Preparing Lessons for Progressive Training on Language Models

Yu Pan; Ye Yuan; Yichun Yin; Jiaxin Shi; Zenglin Xu; Ming Zhang; Lifeng Shang; Xin Jiang; Qun Liu

2024 AAAI AAAI 2024

Preparing Lessons for Progressive Training on Language Models

Abstract

Abstract The rapid progress of Transformers in artificial intelligence has come at the cost of increased resource consumption and greenhouse gas emissions due to growing model sizes. Prior work suggests using pretrained small models to improve training efficiency, but this approach may not be suitable for new model structures. On the other hand, training from scratch can be slow, and progressively stacking layers often fails to achieve significant acceleration. To address these challenges, we propose a novel method called Apollo, which prepares lessons for expanding operations by learning high-layer functionality during training of low layers.
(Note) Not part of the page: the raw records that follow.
//! The builtin module.
//!
//! Loaded before any user module. Every unbased concept, link and link
//! property ultimately extends one of the roots declared here.

use schemalink_foundation::{Name, RawMap, RawValue};
use schemalink_schema::BUILTIN_MODULE;

/// Scalar types every schema can use.
pub const ATOMS: &[&str] = &[
    "bool",
    "bytes",
    "str",
    "int16",
    "int32",
    "int64",
    "float32",
    "float64",
    "decimal",
    "datetime",
    "date",
    "time",
    "timedelta",
    "uuid",
];

const ROOT_LINK: &str = "link";
const ROOT_PROPERTY: &str = "link_property";
const ROOT_CONCEPT: &str = "Object";
const BASE_OBJECT: &str = "BaseObject";

/// Root of every generic link.
#[must_use]
pub fn root_link() -> Name {
    Name::new(BUILTIN_MODULE, ROOT_LINK)
}

/// Root of every generic link property.
#[must_use]
pub fn root_property() -> Name {
    Name::new(BUILTIN_MODULE, ROOT_PROPERTY)
}

/// Default base of concepts.
#[must_use]
pub fn root_concept() -> Name {
    Name::new(BUILTIN_MODULE, ROOT_CONCEPT)
}

/// The one concept with no base at all.
#[must_use]
pub fn base_object() -> Name {
    Name::new(BUILTIN_MODULE, BASE_OBJECT)
}

fn map<const N: usize>(entries: [(&str, RawValue); N]) -> RawValue {
    entries.into_iter().collect()
}

/// The raw tree of the builtin module.
#[must_use]
pub fn module() -> RawValue {
    let atoms: RawMap = ATOMS
        .iter()
        .map(|name| ((*name).to_string(), RawValue::Null))
        .collect();

    let id = map([(
        "uuid",
        map([
            ("required", RawValue::Bool(true)),
            ("readonly", RawValue::Bool(true)),
        ]),
    )]);

    map([
        ("atoms", RawValue::Map(atoms)),
        ("link-properties", map([(ROOT_PROPERTY, RawValue::Null)])),
        ("links", map([(ROOT_LINK, RawValue::Null)])),
        (
            "concepts",
            map([
                (BASE_OBJECT, map([("links", map([("id", id)]))])),
                (ROOT_CONCEPT, map([("extends", RawValue::from(BASE_OBJECT))])),
            ]),
        ),
    ])
}
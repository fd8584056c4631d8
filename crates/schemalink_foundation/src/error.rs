//! Error types for schemalink.
//!
//! Uses `thiserror` for ergonomic error definition with rich context. Every
//! error raised while processing a declaration is annotated with that
//! declaration's provenance on its way out.

use std::fmt;

use thiserror::Error;

use crate::source::Provenance;

/// Result type used throughout schemalink.
pub type Result<T> = std::result::Result<T, Error>;

/// The main error type for schemalink operations.
#[derive(Debug, Error)]
#[error("{kind}{}", context_suffix(.context))]
pub struct Error {
    /// The kind of error that occurred.
    pub kind: ErrorKind,
    /// Optional context about where the error occurred.
    pub context: Option<ErrorContext>,
}

fn context_suffix(context: &Option<ErrorContext>) -> String {
    context
        .as_ref()
        .map(|ctx| format!(" {ctx}"))
        .unwrap_or_default()
}

impl Error {
    /// Creates a new error with the given kind.
    #[must_use]
    pub fn new(kind: ErrorKind) -> Self {
        Self {
            kind,
            context: None,
        }
    }

    /// Adds context to this error.
    #[must_use]
    pub fn with_context(mut self, context: ErrorContext) -> Self {
        self.context = Some(context);
        self
    }

    /// Attributes this error to a declaration.
    ///
    /// The innermost declaration provides the location; outer declarations
    /// are pushed as stack frames.
    #[must_use]
    pub fn in_declaration(mut self, declaration: &str, provenance: &Provenance) -> Self {
        match self.context.take() {
            None => self.context = Some(provenance.context(declaration)),
            Some(ctx) => {
                let ctx = if ctx.declaration.as_deref() == Some(declaration) {
                    ctx
                } else {
                    ctx.with_frame(declaration)
                };
                self.context = Some(ctx);
            }
        }
        self
    }

    /// Creates a duplicate name error.
    #[must_use]
    pub fn duplicate_name(name: impl fmt::Display) -> Self {
        Self::new(ErrorKind::DuplicateName(name.to_string()))
    }

    /// Creates an unresolved name error.
    #[must_use]
    pub fn unresolved_name(name: impl fmt::Display) -> Self {
        Self::new(ErrorKind::UnresolvedName(name.to_string()))
    }

    /// Creates an unresolved base error.
    #[must_use]
    pub fn unresolved_base(name: impl fmt::Display, base: impl fmt::Display) -> Self {
        Self::new(ErrorKind::UnresolvedBase {
            name: name.to_string(),
            base: base.to_string(),
        })
    }

    /// Creates a final inheritance error.
    #[must_use]
    pub fn final_inheritance(name: impl fmt::Display, base: impl fmt::Display) -> Self {
        Self::new(ErrorKind::FinalInheritance {
            name: name.to_string(),
            base: base.to_string(),
        })
    }

    /// Creates a cyclic inheritance error from the members of the cycle.
    #[must_use]
    pub fn cyclic_inheritance(cycle: Vec<String>) -> Self {
        Self::new(ErrorKind::CyclicInheritance { cycle })
    }

    /// Creates an invalid constraint error.
    #[must_use]
    pub fn invalid_constraint(message: impl Into<String>) -> Self {
        Self::new(ErrorKind::InvalidConstraint(message.into()))
    }

    /// Creates an invalid declaration error.
    #[must_use]
    pub fn invalid_declaration(message: impl Into<String>) -> Self {
        Self::new(ErrorKind::InvalidDeclaration(message.into()))
    }

    /// Creates an ambiguous result error.
    #[must_use]
    pub fn ambiguous_result(expression: impl Into<String>, detail: impl Into<String>) -> Self {
        Self::new(ErrorKind::AmbiguousResult {
            expression: expression.into(),
            detail: detail.into(),
        })
    }

    /// Creates a serialization error.
    #[must_use]
    pub fn serialization(message: impl Into<String>) -> Self {
        Self::new(ErrorKind::Serialization(message.into()))
    }

    /// Creates an internal error.
    #[must_use]
    pub fn internal(message: impl Into<String>) -> Self {
        Self::new(ErrorKind::Internal(message.into()))
    }
}

/// Categorized error kinds for pattern matching.
#[derive(Debug, Error)]
pub enum ErrorKind {
    /// A qualified name was registered twice.
    #[error("duplicate name: {0}")]
    DuplicateName(String),

    /// A name did not resolve in any active module.
    #[error("unresolved name: {0}")]
    UnresolvedName(String),

    /// A base did not resolve to a declaration of a compatible kind.
    #[error("{name}: unresolved base {base}")]
    UnresolvedBase {
        /// The declaration naming the base.
        name: String,
        /// The base as written.
        base: String,
    },

    /// A declaration extends a final declaration.
    #[error("{name}: cannot extend final {base}")]
    FinalInheritance {
        /// The extending declaration.
        name: String,
        /// The final base.
        base: String,
    },

    /// The inheritance graph has a cycle.
    #[error("cyclic inheritance: {}", .cycle.join(" -> "))]
    CyclicInheritance {
        /// Members of the cycle, with the first repeated at the end.
        cycle: Vec<String>,
    },

    /// A constraint is malformed or not legal where it is used.
    #[error("invalid constraint: {0}")]
    InvalidConstraint(String),

    /// A computable on a link does not infer a scalar type.
    #[error("computable {name} must be scalar, got {target}")]
    NonScalarComputable {
        /// The computable.
        name: String,
        /// The inferred non-scalar type.
        target: String,
    },

    /// A default query yields a type incompatible with the pointer target.
    #[error("default of {pointer} yields {actual}, expected {expected}")]
    DefaultTypeMismatch {
        /// The pointer owning the default.
        pointer: String,
        /// The pointer target.
        expected: String,
        /// The inferred type.
        actual: String,
    },

    /// An object default query on a pointer whose mapping forbids it.
    #[error("query default of {pointer} is incompatible with mapping {mapping}")]
    IncompatibleDefaultMapping {
        /// The pointer owning the default.
        pointer: String,
        /// The pointer's mapping.
        mapping: String,
    },

    /// An index expression yields a non-atomic column.
    #[error("index expression {expression} must yield atomic values, got {actual}")]
    NonAtomicIndex {
        /// The index expression.
        expression: String,
        /// The offending type.
        actual: String,
    },

    /// An expression does not yield exactly one column of one type.
    #[error("expression {expression} has an ambiguous result: {detail}")]
    AmbiguousResult {
        /// The expression.
        expression: String,
        /// What was found instead.
        detail: String,
    },

    /// A raw declaration has the wrong shape.
    #[error("invalid declaration: {0}")]
    InvalidDeclaration(String),

    /// A pointer uses a mapping it may not use.
    #[error("invalid mapping {mapping} for {pointer}")]
    InvalidMapping {
        /// The pointer.
        pointer: String,
        /// The rejected mapping.
        mapping: String,
    },

    /// A pointer name mixes atom and concept targets.
    #[error("pointer target conflict: {0}")]
    PointerTargetConflict(String),

    /// The expression service rejected an expression.
    #[error("error in expression {expression}: {message}")]
    Expression {
        /// The expression text.
        expression: String,
        /// The service's message.
        message: String,
        /// Byte offset into the expression, if known.
        offset: Option<usize>,
    },

    /// Module imports form a cycle.
    #[error("cyclic import: {}", .cycle.join(" -> "))]
    CyclicImport {
        /// The import chain, with the first repeated at the end.
        cycle: Vec<String>,
    },

    /// Schema dump encoding or decoding failed.
    #[error("serialization error: {0}")]
    Serialization(String),

    /// Reading or writing a schema dump failed.
    #[error("io error: {0}")]
    Io(String),

    /// Internal error (should not happen).
    #[error("internal error: {0}")]
    Internal(String),
}

/// Context about where an error occurred.
#[derive(Debug, Clone, Default)]
pub struct ErrorContext {
    /// The declaration being processed, e.g. `concept app.Person`.
    pub declaration: Option<String>,
    /// Document or module name.
    pub source: Option<String>,
    /// Path of the declaration inside the module tree.
    pub path: Option<String>,
    /// Line number in source.
    pub line: Option<usize>,
    /// Column number in source.
    pub column: Option<usize>,
    /// Enclosing declarations, innermost first.
    pub stack: Vec<String>,
}

impl ErrorContext {
    /// Creates a new empty context.
    #[must_use]
    pub fn new() -> Self {
        Self::default()
    }

    /// Sets the declaration.
    #[must_use]
    pub fn with_declaration(mut self, declaration: impl Into<String>) -> Self {
        self.declaration = Some(declaration.into());
        self
    }

    /// Sets the source location.
    #[must_use]
    pub fn with_source(mut self, source: impl Into<String>) -> Self {
        self.source = Some(source.into());
        self
    }

    /// Sets the declaration path.
    #[must_use]
    pub fn with_path(mut self, path: impl Into<String>) -> Self {
        self.path = Some(path.into());
        self
    }

    /// Sets the line and column.
    #[must_use]
    pub fn with_position(mut self, line: usize, column: usize) -> Self {
        self.line = Some(line);
        self.column = Some(column);
        self
    }

    /// Adds a stack frame.
    #[must_use]
    pub fn with_frame(mut self, frame: impl Into<String>) -> Self {
        self.stack.push(frame.into());
        self
    }
}

impl fmt::Display for ErrorContext {
    fn fmt(&self, f: &mut fmt::Formatter<'_>) -> fmt::Result {
        if let Some(decl) = &self.declaration {
            write!(f, "in {decl} ")?;
        }
        if let Some(source) = &self.source {
            write!(f, "at {source}")?;
            if let (Some(line), Some(col)) = (self.line, self.column) {
                write!(f, ":{line}:{col}")?;
            }
        }
        if let Some(path) = &self.path {
            write!(f, " ({path})")?;
        }
        for frame in &self.stack {
            write!(f, "\n  in {frame}")?;
        }
        Ok(())
    }
}

/// Extension methods for attaching declaration context to results.
pub trait ResultExt<T> {
    /// Attributes an error to the declaration described by `declaration`.
    ///
    /// # Errors
    ///
    /// Returns the original error, annotated.
    fn in_declaration<F>(self, declaration: F, provenance: &Provenance) -> Result<T>
    where
        F: FnOnce() -> String;
}

impl<T> ResultExt<T> for Result<T> {
    fn in_declaration<F>(self, declaration: F, provenance: &Provenance) -> Result<T>
    where
        F: FnOnce() -> String,
    {
        self.map_err(|e| e.in_declaration(&declaration(), provenance))
    }
}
Our approach involves low-value-prioritized sampling (LVPS) to train different depths and weight sharing to facilitate efficient expansion. We also introduce an interpolation method for stable model depth extension. Experiments demonstrate that Apollo achieves state-of-the-art acceleration ratios, even rivaling methods using pretrained models, making it a universal and efficient solution for training deep models while reducing time, financial, and environmental costs.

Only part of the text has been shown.